■ **Work required**: Please print only the top portion of the entries below, ending with the line that contains "changes the result.", exactly as written.

(Records provided begins)

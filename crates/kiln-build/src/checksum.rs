//! Directory tree checksum: an aggregate fingerprint of a source tree.
//!
//! # Design
//! - The fingerprint is `(file_count, total_size, max_mtime)`, not a content hash.
//!   Merging sums counts and sizes and keeps the latest mtime, so traversal
//!   order never changes the result.
//! - Dotfiles and symlinks are ignored. Directories named by the active
//!   [`SkipFilter`] categories are not entered.
//! - With [`ChecksumOptions::manifest_leaf`], a directory holding a
//!   [`MANIFEST_FILE`] contributes only that file and is not descended.

use std::fs;
use std::io;
use std::ops::{BitOr, BitOrAssign};
use std::path::{Path, PathBuf};
use std::time::UNIX_EPOCH;

use serde::{Deserialize, Serialize};
use tracing::debug;
use walkdir::{DirEntry, WalkDir};

use crate::error::{BuildError, BuildResult};

/// Marker file that turns a directory into a single checksum leaf.
pub const MANIFEST_FILE: &str = "_main.cfg";

/// Aggregate fingerprint of a directory tree.
#[derive(Debug, Clone, Copy, Default, PartialEq, Eq, Hash, Serialize, Deserialize)]
pub struct FileTreeChecksum {
    /// Number of regular files.
    pub file_count: u64,
    /// Sum of file sizes in bytes.
    pub total_size: u64,
    /// Latest modification time, in seconds since the Unix epoch.
    pub max_mtime: u64,
}

impl FileTreeChecksum {
    /// Checksum of an empty or missing tree.
    pub const ZERO: Self = Self {
        file_count: 0,
        total_size: 0,
        max_mtime: 0,
    };

    /// Construct from the three components.
    #[must_use]
    pub const fn new(file_count: u64, total_size: u64, max_mtime: u64) -> Self {
        Self {
            file_count,
            total_size,
            max_mtime,
        }
    }

    /// Whether nothing has been accumulated.
    #[must_use]
    pub const fn is_zero(&self) -> bool {
        self.file_count == 0 && self.total_size == 0 && self.max_mtime == 0
    }

    /// Account for one regular file.
    pub const fn add_file(&mut self, size: u64, mtime: u64) {
        self.file_count += 1;
        self.total_size += size;
        if mtime > self.max_mtime {
            self.max_mtime = mtime;
        }
    }

    /// Fold `other` into `self`.
    pub const fn merge(&mut self, other: Self) {
        self.file_count += other.file_count;
        self.total_size += other.total_size;
        if other.max_mtime > self.max_mtime {
            self.max_mtime = other.max_mtime;
        }
    }

    /// Return the merge of `self` and `other`.
    #[must_use]
    pub const fn merged(mut self, other: Self) -> Self {
        self.merge(other);
        self
    }
}

/// Bit set of directory categories excluded from a walk.
#[derive(Debug, Clone, Copy, Default, PartialEq, Eq, Hash)]
pub struct SkipFilter(u8);

impl SkipFilter {
    /// Skip nothing.
    pub const NONE: Self = Self(0);
    /// `images`, `sounds`, `music`.
    pub const MEDIA: Self = Self(1);
    /// `scenarios`, `maps`, `music`.
    pub const SCENARIO: Self = Self(1 << 1);
    /// `gui`.
    pub const GUI: Self = Self(1 << 2);
    /// `units-internal`.
    pub const INTERNAL: Self = Self(1 << 3);
    /// `book`.
    pub const BOOK: Self = Self(1 << 4);

    /// Whether every bit of `other` is set.
    #[must_use]
    pub const fn contains(self, other: Self) -> bool {
        self.0 & other.0 == other.0
    }

    /// Whether a directory named `name` is excluded.
    #[must_use]
    pub fn skips(self, name: &str) -> bool {
        (self.contains(Self::MEDIA) && matches!(name, "images" | "sounds" | "music"))
            || (self.contains(Self::SCENARIO) && matches!(name, "scenarios" | "maps" | "music"))
            || (self.contains(Self::GUI) && name == "gui")
            || (self.contains(Self::INTERNAL) && name == "units-internal")
            || (self.contains(Self::BOOK) && name == "book")
    }
}

impl BitOr for SkipFilter {
    type Output = Self;

    fn bitor(self, rhs: Self) -> Self {
        Self(self.0 | rhs.0)
    }
}

impl BitOrAssign for SkipFilter {
    fn bitor_assign(&mut self, rhs: Self) {
        self.0 |= rhs.0;
    }
}

/// Order siblings are visited in. The checksum does not depend on it.
#[derive(Debug, Clone, Copy, Default, PartialEq, Eq)]
pub enum TraversalOrder {
    /// Ascending file name.
    #[default]
    NameAscending,
    /// Descending file name.
    NameDescending,
    /// Whatever the platform returns.
    Unsorted,
}

/// Knobs for one checksum walk.
#[derive(Debug, Clone, Copy, Default, PartialEq, Eq)]
pub struct ChecksumOptions {
    /// Directory categories to exclude.
    pub skip: SkipFilter,
    /// Treat directories holding [`MANIFEST_FILE`] as a single leaf.
    pub manifest_leaf: bool,
    /// Sibling visiting order.
    pub order: TraversalOrder,
}

impl ChecksumOptions {
    /// Options that skip the given categories.
    #[must_use]
    pub fn skipping(skip: SkipFilter) -> Self {
        Self {
            skip,
            ..Self::default()
        }
    }
}

/// Fingerprint every regular file below `root`. A missing root yields [`FileTreeChecksum::ZERO`].
///
/// # Errors
///
/// Returns [`BuildError::Walkdir`] when a directory or file cannot be inspected.
pub fn compute(root: &Path, options: &ChecksumOptions) -> BuildResult<FileTreeChecksum> {
    let mut checksum = FileTreeChecksum::ZERO;
    for_each_file(root, options, |_, size, mtime| checksum.add_file(size, mtime))?;
    debug!(
        root = %root.display(),
        files = checksum.file_count,
        bytes = checksum.total_size,
        "computed tree checksum"
    );
    Ok(checksum)
}

/// Merge the checksums of several roots.
///
/// # Errors
///
/// Returns the first error raised by [`compute`].
pub fn compute_all<'a, I>(roots: I, options: &ChecksumOptions) -> BuildResult<FileTreeChecksum>
where
    I: IntoIterator<Item = &'a Path>,
{
    let mut checksum = FileTreeChecksum::ZERO;
    for root in roots {
        checksum.merge(compute(root, options)?);
    }
    Ok(checksum)
}

/// The files [`compute`] would account for, sorted.
///
/// # Errors
///
/// Returns [`BuildError::Walkdir`] when a directory or file cannot be inspected.
pub fn source_files(root: &Path, options: &ChecksumOptions) -> BuildResult<Vec<PathBuf>> {
    let mut files = Vec::new();
    for_each_file(root, options, |path, _, _| files.push(path.to_path_buf()))?;
    files.sort();
    Ok(files)
}

fn for_each_file<F>(root: &Path, options: &ChecksumOptions, mut visit: F) -> BuildResult<()>
where
    F: FnMut(&Path, u64, u64),
{
    match fs::metadata(root) {
        Ok(metadata) if metadata.is_dir() => {}
        Ok(_) => {
            debug!(root = %root.display(), "checksum root is not a directory");
            return Ok(());
        }
        Err(err) if err.kind() == io::ErrorKind::NotFound => return Ok(()),
        Err(err) => return Err(BuildError::io("checksum.stat", root, err)),
    }

    if options.manifest_leaf {
        let manifest = root.join(MANIFEST_FILE);
        if manifest.is_file() {
            return visit_manifest(&manifest, &mut visit);
        }
    }

    let mut leaves = Vec::new();
    {
        let walker = match options.order {
            TraversalOrder::NameAscending => WalkDir::new(root).sort_by_file_name(),
            TraversalOrder::NameDescending => {
                WalkDir::new(root).sort_by(|a, b| b.file_name().cmp(a.file_name()))
            }
            TraversalOrder::Unsorted => WalkDir::new(root),
        };
        let entries = walker.follow_links(false).into_iter().filter_entry(|entry| {
            if entry.depth() == 0 {
                return true;
            }
            if is_hidden(entry) {
                return false;
            }
            if !entry.file_type().is_dir() {
                return true;
            }
            if options.skip.skips(&entry.file_name().to_string_lossy()) {
                return false;
            }
            if options.manifest_leaf && entry.path().join(MANIFEST_FILE).is_file() {
                leaves.push(entry.path().join(MANIFEST_FILE));
                return false;
            }
            true
        });

        for entry in entries {
            let entry = entry.map_err(|err| BuildError::walkdir("checksum.walk", root, err))?;
            if !entry.file_type().is_file() {
                continue;
            }
            let metadata = entry
                .metadata()
                .map_err(|err| BuildError::walkdir("checksum.metadata", entry.path(), err))?;
            visit(entry.path(), metadata.len(), mtime_secs(&metadata));
        }
    }

    for manifest in leaves {
        visit_manifest(&manifest, &mut visit)?;
    }
    Ok(())
}

fn visit_manifest<F>(manifest: &Path, visit: &mut F) -> BuildResult<()>
where
    F: FnMut(&Path, u64, u64),
{
    let metadata =
        fs::metadata(manifest).map_err(|err| BuildError::io("checksum.manifest", manifest, err))?;
    visit(manifest, metadata.len(), mtime_secs(&metadata));
    Ok(())
}

fn is_hidden(entry: &DirEntry) -> bool {
    entry
        .file_name()
        .to_str()
        .is_some_and(|name| name.starts_with('.'))
}

fn mtime_secs(metadata: &fs::Metadata) -> u64 {
    metadata
        .modified()
        .ok()
        .and_then(|time| time.duration_since(UNIX_EPOCH).ok())
        .map_or(0, |elapsed| elapsed.as_secs())
}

(Records provided ends)

■ **Response below**:
filename crates/kiln-build/src/checksum.rs
//! Directory tree checksum: an aggregate fingerprint of a source tree.
//!
//! # Design
//! - The fingerprint is `(file_count, total_size, max_mtime)`, not a content hash.
//!   Merging sums counts and sizes and keeps the latest mtime, so traversal
//!   order never changes the result.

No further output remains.